THE TASK. Give only the number of lines in these records that include "AsyncTransport".

┄┄┄┄┄┄┄┄┄┄┄┄┄┄┄┄┄┄┄┄

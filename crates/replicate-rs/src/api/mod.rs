//! HTTP layer: requests, retry, pagination, and SSE streaming.
//!
//! These modules sit between the client namespaces and the wire:
//!
//! - [`request`]: [`ApiRequest`] and response classification (2xx passes,
//!   anything else becomes an [`ApiError`](crate::error::ApiError)).
//! - `routes`: the request for each operation, shared by both clients.
//! - [`retry`]: [`RetryConfig`], exponential backoff with jitter honoring
//!   `Retry-After`. Never retries 4xx other than 429.
//! - [`transport`]: the [`Transport`] / [`AsyncTransport`] seam and the
//!   [`RetryTransport`] decorator over either flavor.
//! - [`pagination`]: [`Cursor`], [`Page`], and lazy page walks.
//! - [`streaming`]: SSE decoder and the blocking/async event streams.

pub mod pagination;
pub mod request;
pub mod retry;
pub(crate) mod routes;
pub mod streaming;
pub mod transport;

pub use pagination::{Cursor, Page, Paginator, paginate, paginate_async};
pub use request::ApiRequest;
pub use retry::RetryConfig;
pub use streaming::{AsyncEventStream, EventStream, EventType, ServerSentEvent, SseDecoder};
pub use transport::{AsyncTransport, RetryTransport, Transport, TransportFuture};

┄┄┄┄┄┄┄┄┄┄┄┄┄┄┄┄┄┄┄┄

ANSWER TO THIS EXERCISE. 2